As in the tango Volver – “I guess the flickering of the lights that in the distance are marking my return” – there is a glimpse of what is to come as of January 20, when Donald Trump begins his second presidency. U.S. foreign policy will be guided by a heavy-handed Latino, a former adversary in the Republican internal politics of the tycoon who appointed him and now his top official. He went from calling him a “con man” and “dangerous” to aligning himself with him. He was even mentioned as a candidate to be his vice-president.

Robert Evan Ellis is a Latin America specialist and professor at the Strategic Studies Institute of the U.S. Army War College. He advised former Secretary of State Mike Pompeo on Venezuela issues. The same day Trump won he posted an article on X about “how to contain Maduro’s dictatorship and the damage it can cause by harboring extra-hemispheric threats, terrorist groups and criminal activities.” A month later, he just foreshadowed in the Nuevo Herald, a Miami newspaper, that we will see “a wave of sanctions introduced by the Trump team that are going to be much stronger than those adopted under President Biden.”

His opinion is not that of an outsider. This is someone who worked for the Secretary of State during the first Republican administration (2017-2021).

Rubio, 53, was born in Miami and is the son of Cuban immigrants. He likes to talk too much and does not often measure his words. In addition to the fact that he is interested in Latin America – the base of his electorate as senator comes from there – he has an extra problem with immigration policy. Ambiguous, contradictory, when he confronted in the past with his now boss, he said in the 2016 Republican primary debate: “If Donald Trump builds his wall the same way he built Trump Tower, he will use illegal immigrant workers to do it”.

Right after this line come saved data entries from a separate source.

use std::time::Duration;

use async_trait::async_trait;
use image::ImageFormat;
use pdfium_render::prelude::*;

use crate::application::ports::{PdfRasterizeError, PdfRasterizer};

const RASTERIZE_TIMEOUT: Duration = Duration::from_secs(300);
const RENDER_DPI: f32 = 200.0;

/// Renders leading PDF pages to PNG via the system pdfium library for the
/// scanned-document OCR path.
#[derive(Default)]
pub struct PdfiumRasterizer;

impl PdfiumRasterizer {
    pub fn new() -> Self {
        Self
    }

    /// Probe the system library so a missing capability surfaces at startup
    /// rather than on the first scanned document.
    pub fn available() -> bool {
        Pdfium::bind_to_system_library().is_ok()
    }

    fn render_pages(data: &[u8], max_pages: usize) -> Result<Vec<Vec<u8>>, PdfRasterizeError> {
        let pdfium = Pdfium::new(Pdfium::bind_to_system_library().map_err(|e| {
            PdfRasterizeError::Unavailable(format!("pdfium bind failed: {e}"))
        })?);

        let doc = pdfium
            .load_pdf_from_byte_slice(data, None)
            .map_err(|e| PdfRasterizeError::Failed(format!("pdfium open failed: {e}")))?;

        let page_count = doc.pages().len() as usize;
        let pages_to_render = page_count.min(max_pages);

        let mut png_buffers: Vec<Vec<u8>> = Vec::with_capacity(pages_to_render);

        for index in 0..pages_to_render {
            let page = doc.pages().get(index as u16).map_err(|e| {
                PdfRasterizeError::Failed(format!("page {index} access failed: {e}"))
            })?;

            let width = (page.width().value * RENDER_DPI / 72.0) as i32;
            let height = (page.height().value * RENDER_DPI / 72.0) as i32;

            let bitmap = page
                .render_with_config(
                    &PdfRenderConfig::new()
                        .set_target_width(width)
                        .set_target_height(height),
                )
                .map_err(|e| {
                    PdfRasterizeError::Failed(format!("render page {index} failed: {e}"))
                })?;

            let mut png_bytes: Vec<u8> = Vec::new();
            bitmap
                .as_image()
                .write_to(&mut std::io::Cursor::new(&mut png_bytes), ImageFormat::Png)
                .map_err(|e| {
                    PdfRasterizeError::Failed(format!("PNG encode page {index} failed: {e}"))
                })?;

            png_buffers.push(png_bytes);
        }

        Ok(png_buffers)
    }
}

#[async_trait]
impl PdfRasterizer for PdfiumRasterizer {
    #[tracing::instrument(skip(self, data), fields(bytes = data.len()))]
    async fn rasterize(
        &self,
        data: &[u8],
        max_pages: usize,
    ) -> Result<Vec<Vec<u8>>, PdfRasterizeError> {
        let data_owned = data.to_vec();

        tokio::time::timeout(
            RASTERIZE_TIMEOUT,
            tokio::task::spawn_blocking(move || {
                std::panic::catch_unwind(|| Self::render_pages(&data_owned, max_pages))
                    .unwrap_or_else(|_| {
                        Err(PdfRasterizeError::Failed(
                            "OOM or panic during PDF rasterization".to_string(),
                        ))
                    })
            }),
        )
        .await
        .map_err(|_| PdfRasterizeError::Failed("PDF rasterization timed out".to_string()))?
        .map_err(|e| PdfRasterizeError::Failed(format!("task join error: {e}")))?
    }
}
/// Build the structured-extraction prompt for one contract.
///
/// The embedded schema is a versioned contract with the response parser:
/// renaming a field or changing its type here is a breaking change there.
pub fn build_analysis_prompt(contract_text: &str) -> String {
    format!(
        r#"You are an expert warranty contract analyzer. Analyze the following warranty document and extract key information.

WARRANTY CONTRACT TEXT:
---
{contract_text}
---

Extract and structure the following information. Return your response as valid JSON matching this exact schema:

{{
  "summary": "Plain language summary (2-3 sentences explaining what this warranty covers)",
  "duration": "Warranty duration as written (e.g., '24 months', '2 years', 'lifetime')",
  "duration_months": <number of months or null if lifetime/unclear>,
  "coverage_items": ["List of what IS covered", "..."],
  "exclusions": ["List of what is NOT covered", "..."],
  "limitations": ["List of conditions/limitations", "..."],
  "claim_procedure": "Step-by-step procedure for filing claims",
  "claim_contacts": {{
    "phone": "phone number or null",
    "email": "email address or null",
    "website": "website URL or null",
    "address": "mailing address or null"
  }},
  "required_docs": ["Documents needed to file claim", "..."],
  "critical_dates": [
    {{
      "date": "YYYY-MM-DD or description",
      "description": "what this date represents",
      "type": "registration_deadline|expiry|inspection_required|other"
    }}
  ],
  "transferable": true/false/null,
  "extended_options": "Information about extended warranty options or null",
  "critical_highlights": [
    {{
      "text": "Critical information user MUST know",
      "category": "critical",
      "icon": "🔴",
      "importance": 5
    }}
  ],
  "warning_highlights": [
    {{
      "text": "Important warnings or exclusions",
      "category": "warning",
      "icon": "⚠️",
      "importance": 4
    }}
  ],
  "info_highlights": [
    {{
      "text": "Useful information",
      "category": "info",
      "icon": "✅",
      "importance": 3
    }}
  ],
  "confidence_score": <0.0-1.0, your confidence in the extraction accuracy>
}}

IMPORTANT INSTRUCTIONS:
1. Extract ALL relevant information from the warranty text
2. Be specific - include actual deadlines, contact info, procedures
3. Categorize highlights appropriately:
   - CRITICAL: Deadlines, registration requirements, conditions that void warranty
   - WARNING: Major exclusions, limitations, things that aren't covered
   - INFO: Covered items, how to file claims, contact information
4. For duration_months: convert any time period to months (1 year = 12, lifetime = null)
5. For dates: extract any specific dates or calculate based on "from purchase date"
6. Confidence score should reflect how complete and clear the extracted information is
7. Use null for any fields where information is not available
8. Return ONLY valid JSON, no other text

Analyze the warranty now and return the JSON:"#
    )
}
mod image_normalizer;
mod pdf_text_adapter;
mod pdfium_rasterizer;

pub use image_normalizer::VisionImageNormalizer;
pub use pdf_text_adapter::PdfTextAdapter;
pub use pdfium_rasterizer::PdfiumRasterizer;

That denunciation today became a celebration of the anti-immigrant policy to come, in harmony with the xenophobic dialectic of the president-elect. Rubio speaks of “invasions” coming from Mexico. A rhetoric backwards from history. It was the southern neighbor that was invaded in different waves during the 19th century, cutting off 55 percent of its territory. The former U.S. armies are now confused with hungry undocumented immigrants coming from almost all over the continent.

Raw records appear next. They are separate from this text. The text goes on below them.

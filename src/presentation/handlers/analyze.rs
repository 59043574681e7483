use axum::Json;
use axum::extract::{Multipart, State};
use axum::http::StatusCode;
use axum::response::{IntoResponse, Response};
use chrono::Utc;

use crate::application::ports::ModelClient;
use crate::application::services::AcquisitionError;
use crate::domain::{AnalysisStatus, ContractId, ContractRecord, warranty_window};
use crate::presentation::state::AppState;

use super::responses::{ErrorResponse, WarrantyAnalysisResponse};

struct UploadedFile {
    filename: String,
    content_type: String,
    data: Vec<u8>,
}

#[tracing::instrument(skip(state, multipart))]
pub async fn analyze_handler<M: ModelClient + 'static>(
    State(state): State<AppState<M>>,
    mut multipart: Multipart,
) -> Response {
    let mut file: Option<UploadedFile> = None;
    let mut user_id: Option<String> = None;
    let mut product_id: Option<String> = None;

    loop {
        let field = match multipart.next_field().await {
            Ok(Some(field)) => field,
            Ok(None) => break,
            Err(e) => {
                tracing::error!(error = %e, "Failed to read multipart");
                return error_response(
                    StatusCode::BAD_REQUEST,
                    format!("Failed to read multipart: {}", e),
                );
            }
        };

        match field.name() {
            Some("file") => {
                let filename = field.file_name().unwrap_or("document").to_string();
                let content_type = field
                    .content_type()
                    .unwrap_or("application/octet-stream")
                    .to_string();
                let data = match field.bytes().await {
                    Ok(bytes) => bytes.to_vec(),
                    Err(e) => {
                        tracing::error!(error = %e, "Failed to read file bytes");
                        return error_response(
                            StatusCode::BAD_REQUEST,
                            format!("Failed to read file: {}", e),
                        );
                    }
                };
                file = Some(UploadedFile {
                    filename,
                    content_type,
                    data,
                });
            }
            Some("user_id") => {
                user_id = field.text().await.ok().filter(|t| !t.is_empty());
            }
            Some("product_id") => {
                product_id = field.text().await.ok().filter(|t| !t.is_empty());
            }
            _ => {}
        }
    }

    let Some(file) = file else {
        tracing::warn!("Analyze request with no file");
        return error_response(StatusCode::BAD_REQUEST, "No file uploaded".to_string());
    };
    let Some(user_id) = user_id else {
        return error_response(StatusCode::BAD_REQUEST, "user_id is required".to_string());
    };

    if file.data.len() as u64 > state.settings.upload.max_file_size_bytes {
        return error_response(
            StatusCode::PAYLOAD_TOO_LARGE,
            format!(
                "File too large. Maximum size: {:.1}MB",
                state.settings.upload.max_file_size_bytes as f64 / 1_048_576.0
            ),
        );
    }

    tracing::info!(
        filename = %file.filename,
        content_type = %file.content_type,
        bytes = file.data.len(),
        user_id = %user_id,
        "Analyzing warranty document"
    );

    let acquired = match state
        .acquisition_service
        .extract(&file.data, &file.content_type)
        .await
    {
        Ok(acquired) => acquired,
        Err(e) => return acquisition_error_response(e),
    };

    tracing::info!(
        chars = acquired.text.len(),
        confidence = acquired.confidence,
        "Text acquisition complete"
    );

    let analysis = match state.analysis_service.analyze(&acquired.text).await {
        Ok(analysis) => analysis,
        Err(e) => {
            tracing::error!(error = %e, "Warranty analysis model call failed");
            return error_response(
                StatusCode::BAD_GATEWAY,
                format!("Failed to analyze warranty: {}", e),
            );
        }
    };

    let (start_date, expiry_date) = warranty_window(analysis.duration_months, None);

    let now = Utc::now();
    let record = ContractRecord {
        id: ContractId::new(),
        user_id,
        product_id,
        file_name: file.filename,
        document_type: file.content_type,
        file_size: file.data.len() as u64,
        contract_text: acquired.text,
        ocr_confidence: acquired.confidence,
        page_count: acquired.page_count,
        analysis,
        start_date,
        expiry_date,
        model: state.settings.llm.model.clone(),
        status: AnalysisStatus::Completed,
        created_at: now,
        updated_at: now,
    };

    if let Err(e) = state.contract_repository.create(&record).await {
        tracing::error!(error = %e, "Failed to store warranty contract");
        return error_response(
            StatusCode::INTERNAL_SERVER_ERROR,
            "Failed to store analysis".to_string(),
        );
    }

    tracing::info!(warranty_id = %record.id.as_uuid(), "Warranty analysis stored");

    (
        StatusCode::CREATED,
        Json(WarrantyAnalysisResponse::from(&record)),
    )
        .into_response()
}

fn acquisition_error_response(e: AcquisitionError) -> Response {
    let status = match &e {
        AcquisitionError::UnsupportedMediaType(_) => StatusCode::UNSUPPORTED_MEDIA_TYPE,
        AcquisitionError::ExtractionFailed(_) => StatusCode::UNPROCESSABLE_ENTITY,
        AcquisitionError::MissingCapability(_) => StatusCode::INTERNAL_SERVER_ERROR,
        AcquisitionError::ModelCall(_) => StatusCode::BAD_GATEWAY,
    };
    tracing::warn!(error = %e, "Text acquisition failed");
    error_response(status, e.to_string())
}

fn error_response(status: StatusCode, message: String) -> Response {
    (status, Json(ErrorResponse { error: message })).into_response()
}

Rubio sees dangers everywhere. His theory of peace by force targets an enemy he shares with the ultra-right. He proposed in a 2021 handwritten text that “the ultimate way to stop the current Marxist cultural revolution among our corporate elite is to replace them with a new generation of business leaders who consider themselves Americans, not citizens of the world.” His vision reaches out to multinational CEOS doing business with China, Russia or other nations that do not align with the challenged world order the U.S. is trying to maintain.

Immigrants, communists, businessmen with a globalist outlook, are like ghosts that dance around the future Secretary of State. Because according to him -the 2021 text continues- “the battle against cultural Marxism will not be won if we rely on an old-fashioned ‘Wall Street Journal conservatism’”.

A profile of his social agenda as a senator, which will now be left in other hands, does not differ too much from his thinking on foreign policy, the area he will handle from January. In Congress, where he arrived in 2010 and where he is vice-chairman of the Intelligence Committee, he opposed Obama’s health care reform, any amnesty for undocumented immigrants and the American Recovery and Reinvestment Act of 2009 after the subprime mortgage recession. He is also an anti-gun advocate and anti-abortionist. This is the politician who will have the most influence in Trump’s cabinet, which he also said in the past that he could not be trusted with “nuclear secrets.”

The new president forgot those former offenses and now highlights his qualities: “Marco is a highly respected leader and a very powerful voice for freedom. He will be a strong defender of our nation, a true friend to our allies, and a courageous warrior who will never surrender to our adversaries,” he wrote in a statement a few days ago.

But since the U.S. has more interests than friends, there may be some difficulties with Venezuela policy. According to a Wall Street Journal article, oil market businessmen have suggested to Trump that he maintain the free flow of crude oil with the South American country. In exchange, President Nicolás Maduro would be asked to stop the exodus of Venezuelans to the U.S. Analyst Ellis provided this information during a meeting of the VenAmérica organization based in Weston, Florida: “There are certain people with an interest in oil transactions who are telling Trump that we should lift the sanctions. They are a small group that are going to play golf with him at Mar-a-Lago, and they are whispering that in his ear.”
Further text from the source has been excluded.